On the other hand, there are some odd ones in there too.

Take the case of the rider who was struck by a driver reversing onto the road, and found to be liable because they had the greater chance to avoid the collision; it is duly noted that "a similar case with different distances between the vehicles may well result in a different percentage split of liability", but how was the layout determined in the first place? I.e. what evidence could have been presented that the vehicle was reversed out of the drive slowly enough to give the cyclist (at whatever distance) the greater opportunity to evade?

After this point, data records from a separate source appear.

//! Merge engine backed by an `ffmpeg` child process.

use std::{
    ffi::OsString,
    path::{Path, PathBuf},
    process::Stdio,
    time::Duration,
};

use {
    async_trait::async_trait,
    tokio::process::Command,
    tracing::{debug, info, warn},
};

use mergebot_common::FileHandle;

use crate::engine::{EngineError, MergeEngine, MergeStrategy, TargetSpec};

const CONCAT_LIST_NAME: &str = "inputs.txt";
const STDERR_TAIL_BYTES: usize = 2 * 1024;

pub struct FfmpegEngine {
    ffmpeg_path: PathBuf,
    timeout: Duration,
}

impl Default for FfmpegEngine {
    fn default() -> Self {
        Self {
            ffmpeg_path: PathBuf::from("ffmpeg"),
            timeout: Duration::from_secs(3600),
        }
    }
}

impl FfmpegEngine {
    pub fn new(ffmpeg_path: impl Into<PathBuf>, timeout: Duration) -> Self {
        Self {
            ffmpeg_path: ffmpeg_path.into(),
            timeout,
        }
    }
}

/// One line of an ffmpeg concat list. Single quotes inside the path are
/// closed, escaped and reopened.
fn concat_line(path: &Path) -> String {
    let escaped = path.to_string_lossy().replace('\'', r"'\''");
    format!("file '{escaped}'\n")
}

fn concat_list(inputs: &[PathBuf]) -> String {
    inputs.iter().map(|p| concat_line(p)).collect()
}

/// Command line for a merge. `list` is only read for [`MergeStrategy::Concat`].
fn build_args(inputs: &[PathBuf], target: &TargetSpec, list: &Path) -> Vec<OsString> {
    let mut args: Vec<OsString> = vec!["-hide_banner".into(), "-nostdin".into(), "-y".into()];
    match target.strategy {
        MergeStrategy::Concat => {
            args.extend(["-f", "concat", "-safe", "0", "-i"].map(OsString::from));
            args.push(list.into());
            args.extend(["-map", "0"].map(OsString::from));
        },
        MergeStrategy::Mux => {
            for input in inputs {
                args.push("-i".into());
                args.push(input.into());
            }
            for n in 0..inputs.len() {
                args.push("-map".into());
                args.push(n.to_string().into());
            }
        },
    }
    args.extend(["-c", "copy"].map(OsString::from));
    args.push(target.output.as_os_str().to_owned());
    args
}

/// Last few KiB of stderr, which is where ffmpeg puts the actual error.
fn stderr_tail(stderr: &[u8]) -> String {
    let text = String::from_utf8_lossy(stderr);
    let text = text.trim();
    if text.len() <= STDERR_TAIL_BYTES {
        return text.to_string();
    }
    let mut start = text.len() - STDERR_TAIL_BYTES;
    while !text.is_char_boundary(start) {
        start += 1;
    }
    format!("...{}", &text[start..])
}

#[async_trait]
impl MergeEngine for FfmpegEngine {
    async fn merge(
        &self,
        inputs: &[FileHandle],
        target: &TargetSpec,
    ) -> Result<FileHandle, EngineError> {
        if inputs.len() < 2 {
            return Err(EngineError::NotEnoughInputs(inputs.len()));
        }
        let work_dir = target
            .output
            .parent()
            .map(Path::to_path_buf)
            .unwrap_or_else(|| PathBuf::from("."));
        tokio::fs::create_dir_all(&work_dir)
            .await
            .map_err(|e| EngineError::io("create output directory", e))?;

        // The concat demuxer resolves relative entries against the list file,
        // so every input goes in as an absolute path.
        let mut absolute = Vec::with_capacity(inputs.len());
        for input in inputs {
            let path = tokio::fs::canonicalize(input.path()).await.map_err(|e| {
                EngineError::io(format!("locate input {}", input.path().display()), e)
            })?;
            absolute.push(path);
        }

        let list = work_dir.join(CONCAT_LIST_NAME);
        if target.strategy == MergeStrategy::Concat {
            tokio::fs::write(&list, concat_list(&absolute))
                .await
                .map_err(|e| EngineError::io("write concat list", e))?;
        }

        let args = build_args(&absolute, target, &list);
        debug!(
            ffmpeg = %self.ffmpeg_path.display(),
            ?args,
            timeout_secs = self.timeout.as_secs(),
            "starting ffmpeg"
        );

        let child = Command::new(&self.ffmpeg_path)
            .args(&args)
            .stdin(Stdio::null())
            .stdout(Stdio::piped())
            .stderr(Stdio::piped())
            .kill_on_drop(true)
            .spawn()
            .map_err(EngineError::Spawn)?;

        let output = match tokio::time::timeout(self.timeout, child.wait_with_output()).await {
            Ok(Ok(output)) => output,
            Ok(Err(e)) => return Err(EngineError::io("wait for ffmpeg", e)),
            Err(_) => {
                warn!(
                    output = %target.output.display(),
                    timeout_secs = self.timeout.as_secs(),
                    "ffmpeg timed out"
                );
                return Err(EngineError::Timeout(self.timeout));
            },
        };

        if !output.status.success() {
            let stderr = stderr_tail(&output.stderr);
            warn!(status = %output.status, stderr = %stderr, "ffmpeg failed");
            let _ = tokio::fs::remove_file(&target.output).await;
            return Err(EngineError::Failed {
                status: output.status.to_string(),
                stderr,
            });
        }

        match tokio::fs::metadata(&target.output).await {
            Ok(meta) if meta.len() > 0 => {
                info!(
                    output = %target.output.display(),
                    size = meta.len(),
                    inputs = inputs.len(),
                    "ffmpeg merge finished"
                );
                Ok(FileHandle::new(&target.output))
            },
            _ => Err(EngineError::MissingOutput),
        }
    }
}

I find it unlikely that anyone rammed themselves face-first into a solid object to make a point, although I guess it might have been captured on CCTV?

The disheartening ones are particularly cases in which riders proceeding in a cycle lane are hit by motorists performing conflicting traffic movements. It's baffling that this country seems to have created a situation where you might be prosecuted for failing to use a cycle facility (Daniel Cadden, although his appeal is noted) yet if you do so and someone negligently enters the lane without checking it is clear, you are held to be at least equally responsible. To appreciate the unlikeliness of this in reverse, suppose a cyclist used a gap in traffic to turn right and was hit by a bus going up the bus lane - would the driver really be found 50% liable?

Access Legal Guy:

Ok, so following the budget cuts last week the Department for Transport now has to make £13bn of cuts. In addition, many local Authorities are being asked to make savings of up to 28 per cent. 

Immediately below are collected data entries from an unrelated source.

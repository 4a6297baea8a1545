use std::{path::PathBuf, time::Duration};

use async_trait::async_trait;

use mergebot_common::{FileHandle, MergeMode};

/// How the inputs are combined.
#[derive(Debug, Clone, Copy, PartialEq, Eq)]
pub enum MergeStrategy {
    /// Play the inputs back to back.
    Concat,
    /// Lay the inputs side by side as streams of one container.
    Mux,
}

/// Where and how the merged file is written.
#[derive(Debug, Clone, PartialEq, Eq)]
pub struct TargetSpec {
    pub mode: MergeMode,
    pub strategy: MergeStrategy,
    pub output: PathBuf,
}

impl TargetSpec {
    /// Target for a job in `mode`, written to `dir/<stem>.<ext>`.
    pub fn for_mode(mode: MergeMode, dir: impl Into<PathBuf>, stem: &str) -> Self {
        let strategy = match mode {
            MergeMode::VideoMerge | MergeMode::AudioMerge => MergeStrategy::Concat,
            MergeMode::MixedMerge => MergeStrategy::Mux,
        };
        let output = dir
            .into()
            .join(format!("{stem}.{}", mode.output_extension()));
        Self {
            mode,
            strategy,
            output,
        }
    }
}

#[derive(Debug, thiserror::Error)]
pub enum EngineError {
    #[error("merge needs at least two inputs, got {0}")]
    NotEnoughInputs(usize),

    #[error("failed to start merge process: {0}")]
    Spawn(#[source] std::io::Error),

    #[error("merge timed out after {}s", .0.as_secs())]
    Timeout(Duration),

    #[error("merge process exited with {status}: {stderr}")]
    Failed { status: String, stderr: String },

    #[error("merge process reported success but produced no output")]
    MissingOutput,

    #[error("{context}: {source}")]
    Io {
        context: String,
        #[source]
        source: std::io::Error,
    },
}

impl EngineError {
    pub fn io(context: impl Into<String>, source: std::io::Error) -> Self {
        Self::Io {
            context: context.into(),
            source,
        }
    }
}

/// External merge engine: combines ordered inputs into a single file.
///
/// Either the whole merge succeeds and one file is returned, or it fails and
/// no partial output is handed back.
#[async_trait]
pub trait MergeEngine: Send + Sync {
    async fn merge(
        &self,
        inputs: &[FileHandle],
        target: &TargetSpec,
    ) -> Result<FileHandle, EngineError>;
}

I presume therefore that potholes are further down the priority list than they previously were!

sub zero temperatures this week means they are only going to get worse.

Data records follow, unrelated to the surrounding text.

impl ConversationRouter {
    pub fn new(
        queues: Arc<QueueManager>,
        dispatcher: Arc<Dispatcher>,
        outbox: Arc<dyn Outbox>,
        owner_username: impl Into<String>,
    ) -> Self {
        Self {
            queues,
            dispatcher,
            outbox,
            owner_username: owner_username.into(),
        }
    }

    fn gate(&self) -> &AuthGate {
        self.queues.gate()
    }

    /// Apply an event and, for an accepted Merge Now, run the merge to the
    /// end before returning.
    pub async fn handle(&self, event: InboundEvent) {
        if let Some(merge) = self.accept(event).await {
            merge.run().await;
        }
    }

    /// Apply an event to the queue and answer it. An accepted Merge Now
    /// comes back as a [`PendingMerge`]; the caller decides where it runs so
    /// the user's next events need not wait for the engine.
    pub async fn accept(&self, event: InboundEvent) -> Option<PendingMerge> {
        debug!(user_id = %event.user(), event = event.kind(), "routing event");
        match event {
            InboundEvent::SubmitMedia {
                user,
                display_name,
                file_name,
                source_ref,
                kind,
            } => {
                let submitted = match MediaItem::new(user, source_ref, file_name.as_deref(), kind) {
                    Ok(item) => self.queues.submit(user, item).await,
                    // Strangers get the denial, not a remark about their upload.
                    Err(reason) => {
                        if self.gate().is_allowed(user).await {
                            Err(reason)
                        } else {
                            Err(RejectReason::Unauthorized)
                        }
                    },
                };
                match submitted {
                    Ok(snapshot) => {
                        debug!(user_id = %user, queue_len = snapshot.len, "media queued");
                        let text = messages::saved(snapshot.mode, snapshot.len);
                        self.send_text(user, &text, STATUS_BUTTONS).await;
                    },
                    Err(reason) => self.reject(user, &display_name, &reason).await,
                }
            },
            InboundEvent::RequestMerge { user, display_name } => {
                if !self.gate().is_allowed(user).await {
                    self.reject(user, &display_name, &RejectReason::Unauthorized)
                        .await;
                    return None;
                }
                match self.queues.request_merge(user).await {
                    Ok(job) => {
                        self.send_text(user, messages::MERGE_STARTING, &[]).await;
                        return Some(PendingMerge {
                            job,
                            dispatcher: Arc::clone(&self.dispatcher),
                            outbox: Arc::clone(&self.outbox),
                        });
                    },
                    Err(reason) => self.reject(user, &display_name, &reason).await,
                }
            },
            InboundEvent::Cancel { user, display_name } => {
                if !self.gate().is_allowed(user).await {
                    self.reject(user, &display_name, &RejectReason::Unauthorized)
                        .await;
                    return None;
                }
                self.queues.cancel(user).await;
                self.send_text(user, messages::MERGE_CANCELED, &[]).await;
            },
            InboundEvent::Start { user, display_name } => {
                if !self.gate().is_allowed(user).await {
                    let text = messages::start_denied(&display_name, &self.owner_username);
                    self.send_text(user, &text, &[]).await;
                    return None;
                }
                if let Err(e) = self.gate().authorize(user).await {
                    warn!(user_id = %user, error = %e, "failed to persist authorization");
                }
                self.send_text(user, &messages::greeting(&display_name), &[])
                    .await;
            },
            InboundEvent::Help { user } => {
                let text = messages::help(&self.owner_username);
                self.send_text(user, &text, &[]).await;
            },
        }
        None
    }

    async fn reject(&self, user: UserId, display_name: &str, reason: &RejectReason) {
        debug!(user_id = %user, %reason, "request rejected");
        let text = match reason {
            RejectReason::Unauthorized => {
                messages::unauthorized(display_name, &self.owner_username)
            },
            other => {
                let mode = self.queues.snapshot(user).await.mode;
                messages::rejection(other, mode)
            },
        };
        self.send_text(user, &text, &[]).await;
    }

    async fn send_text(&self, user: UserId, text: &str, buttons: &[Button]) {
        send_text(self.outbox.as_ref(), user, text, buttons).await;
    }
}

/// A merge the queue has accepted; dispatch and delivery are still to run.
#[must_use = "a pending merge does nothing until it is run"]
pub struct PendingMerge {
    job: MergeJob,
    dispatcher: Arc<Dispatcher>,
    outbox: Arc<dyn Outbox>,
}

The Highways Act 1980 provides that the highway authority has a duty to maintain highways maintainable at the public expense.  In order to bring a successful compensation claim against the highway authority you must be able to prove that the highway was not reasonably safe i.e. that it was in a dangerous condition and that the highway authority’s failure to repair the highway caused the resulting damage.

Claims against the highway authority can be difficult, as it will often try and avoid liability by relying on S.58 of the Highways Act 1980, whereby it is a defence if the highway authority can prove it has taken such care as in all the circumstances was reasonable to ensure that the part of the highway in question was not dangerous for traffic.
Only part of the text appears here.